- **DATA TO EXAMINE**:
§
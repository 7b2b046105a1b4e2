//! Cooperative scheduling kernel.
//!
//! Every suspended "process" in the model is represented by an [`Action`]
//! waiting in a min-heap keyed by `(time, sequence)`. Popping an action
//! resumes that process. Actions scheduled for the same instant resume in the
//! order they were scheduled, which gives the single-threaded,
//! deterministic-resume-order contract: no preemption, and shared state is
//! only touched between suspension points.

use std::cmp::Ordering;
use std::collections::BinaryHeap;

use crate::fixed::SimTime;
use crate::id::{ComponentId, ConnectionId, EntityId, SlotId, TripId, WorkerPoolId};

// ---------------------------------------------------------------------------
// Holders
// ---------------------------------------------------------------------------

/// Who is holding an entity while it waits to move on: a processing slot of a
/// component, or a source that has not released its freshly created entity.
#[derive(Debug, Clone, Copy, PartialEq, Eq, Hash)]
pub struct Holder {
    pub component: ComponentId,
    pub slot: Option<SlotId>,
}

impl Holder {
    pub fn slot(component: ComponentId, slot: SlotId) -> Self {
        Self {
            component,
            slot: Some(slot),
        }
    }

    pub fn source(component: ComponentId) -> Self {
        Self {
            component,
            slot: None,
        }
    }

    /// An entity that left `component` without occupying a slot (released
    /// batch members). Releasing it is a no-op.
    pub fn detached(component: ComponentId) -> Self {
        Self::source(component)
    }
}

// ---------------------------------------------------------------------------
// Actions
// ---------------------------------------------------------------------------

/// A resumable step of one simulated process.
#[derive(Debug, Clone, PartialEq, Eq)]
pub enum Action {
    /// A source's inter-arrival timeout elapsed.
    SourceArrival(ComponentId),
    /// Create exactly one entity at a source (closed-loop retrigger).
    CreateSingle(ComponentId),
    /// Try to start processing as many queued entities as capacity allows.
    Drain(ComponentId),
    /// Processing of the unit in `slot` finished.
    ProcessingDone { component: ComponentId, slot: SlotId },
    /// The machine fails while processing the unit in `slot`.
    BreakdownBegin { component: ComponentId, slot: SlotId },
    /// Repair finished; the unit in `slot` resumes its remaining time.
    BreakdownEnd { component: ComponentId, slot: SlotId },
    /// Re-check an inactive work schedule that has now reached a shift start.
    ScheduleRecheck(ComponentId),
    /// Pull entities from storage queues into free capacity.
    StoragePull(ComponentId),
    /// Resize a worker pool's available set at a shift boundary.
    WorkerPoolRecompute(WorkerPoolId),
    /// Sequence routing found no free destination earlier; try again.
    RoutingRetry { holder: Holder, entity: EntityId },
    /// The head entity of a delayed connection reaches its target.
    ConnectionDeliver(ConnectionId),
    /// A vehicle trip arrives and unloads.
    TripDone { vehicle: ComponentId, trip: TripId },
}

/// An action scheduled for execution at a specific simulation time.
#[derive(Debug, Clone, PartialEq, Eq)]
pub struct Scheduled {
    time: SimTime,
    sequence: u64,
    action: Action,
}

impl Scheduled {
    pub fn time(&self) -> SimTime {
        self.time
    }

    pub fn action(&self) -> &Action {
        &self.action
    }
}

impl PartialOrd for Scheduled {
    fn partial_cmp(&self, other: &Self) -> Option<Ordering> {
        Some(self.cmp(other))
    }
}

impl Ord for Scheduled {
    fn cmp(&self, other: &Self) -> Ordering {
        // BinaryHeap is a max heap; reverse both keys for earliest-first.
        match other.time.cmp(&self.time) {
            Ordering::Equal => other.sequence.cmp(&self.sequence),
            ord => ord,
        }
    }
}

// ---------------------------------------------------------------------------
// Scheduler
// ---------------------------------------------------------------------------

/// The simulation clock plus its pending actions.
#[derive(Debug, Default)]
pub struct Scheduler {
    now: SimTime,
    heap: BinaryHeap<Scheduled>,
    next_sequence: u64,
}

impl Scheduler {
    pub fn new() -> Self {
        Self::default()
    }

    /// Current simulation time. Never decreases.
    pub fn now(&self) -> SimTime {
        self.now
    }

    /// Schedule `action` at an absolute time. Times in the past are clamped
    /// to `now` so the clock stays monotonic.
    pub fn schedule_at(&mut self, time: SimTime, action: Action) {
        let time = time.max(self.now);
        let sequence = self.next_sequence;
        self.next_sequence += 1;
        self.heap.push(Scheduled {
            time,
            sequence,
            action,
        });
    }

    /// Schedule `action` after `delay` steps.
    pub fn schedule_in(&mut self, delay: SimTime, action: Action) {
        let time = self.now.saturating_add(delay);
        self.schedule_at(time, action);
    }

    /// Schedule `action` at the current instant, after everything already
    /// scheduled for it.
    pub fn schedule_now(&mut self, action: Action) {
        self.schedule_at(self.now, action);
    }

    /// Time of the next pending action, if any.
    pub fn peek_time(&self) -> Option<SimTime> {
        self.heap.peek().map(|s| s.time)
    }

    /// Pop the next action and advance the clock to its time.
    pub fn pop_next(&mut self) -> Option<(SimTime, Action)> {
        let next = self.heap.pop()?;
        self.now = next.time;
        Some((next.time, next.action))
    }

    /// Advance the clock without popping (used when a run ends at a horizon
    /// with no action exactly there).
    pub fn advance_to(&mut self, time: SimTime) {
        if time > self.now {
            self.now = time;
        }
    }

    pub fn len(&self) -> usize {
        self.heap.len()
    }

    pub fn is_empty(&self) -> bool {
        self.heap.is_empty()
    }
}

#[cfg(test)]
mod tests {
    use super::*;
    use crate::fixed::to_time;
    use slotmap::SlotMap;

    fn component() -> ComponentId {
        let mut arena: SlotMap<ComponentId, ()> = SlotMap::with_key();
        arena.insert(())
    }

    #[test]
    fn pops_in_time_order() {
        let c = component();
        let mut s = Scheduler::new();
        s.schedule_at(to_time(5.0), Action::Drain(c));
        s.schedule_at(to_time(1.0), Action::SourceArrival(c));
        s.schedule_at(to_time(3.0), Action::StoragePull(c));

        let order: Vec<f64> = std::iter::from_fn(|| s.pop_next())
            .map(|(t, _)| t.to_num::<f64>())
            .collect();
        assert_eq!(order, vec![1.0, 3.0, 5.0]);
    }

    #[test]
    fn equal_times_resume_in_schedule_order() {
        let c = component();
        let mut s = Scheduler::new();
        s.schedule_at(to_time(2.0), Action::Drain(c));
        s.schedule_at(to_time(2.0), Action::StoragePull(c));
        s.schedule_at(to_time(2.0), Action::ScheduleRecheck(c));

        let (_, a) = s.pop_next().unwrap();
        let (_, b) = s.pop_next().unwrap();
        let (_, d) = s.pop_next().unwrap();
        assert_eq!(a, Action::Drain(c));
        assert_eq!(b, Action::StoragePull(c));
        assert_eq!(d, Action::ScheduleRecheck(c));
    }

    #[test]
    fn clock_is_monotonic() {
        let c = component();
        let mut s = Scheduler::new();
        s.schedule_at(to_time(10.0), Action::Drain(c));
        s.pop_next();
        s.schedule_at(to_time(4.0), Action::Drain(c));
        let (t, _) = s.pop_next().unwrap();
        assert_eq!(t, to_time(10.0));
        assert_eq!(s.now(), to_time(10.0));
    }

    #[test]
    fn schedule_in_is_relative_to_now() {
        let c = component();
        let mut s = Scheduler::new();
        s.schedule_at(to_time(7.0), Action::Drain(c));
        s.pop_next();
        s.schedule_in(to_time(3.0), Action::Drain(c));
        assert_eq!(s.peek_time(), Some(to_time(10.0)));
        assert_eq!(s.len(), 1);
    }

    #[test]
    fn schedule_in_saturates() {
        let c = component();
        let mut s = Scheduler::new();
        s.schedule_at(to_time(1.0), Action::Drain(c));
        s.pop_next();
        s.schedule_in(SimTime::MAX, Action::Drain(c));
        assert_eq!(s.peek_time(), Some(SimTime::MAX));
    }
}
§
- **TASK TO CARRY OUT**: Whenever the string "free" shows up in a line of the records, copy that line.

- **SOLUTION TO THIS TASK**:
    /// Pull entities from storage queues into free capacity.
    /// Sequence routing found no free destination earlier; try again.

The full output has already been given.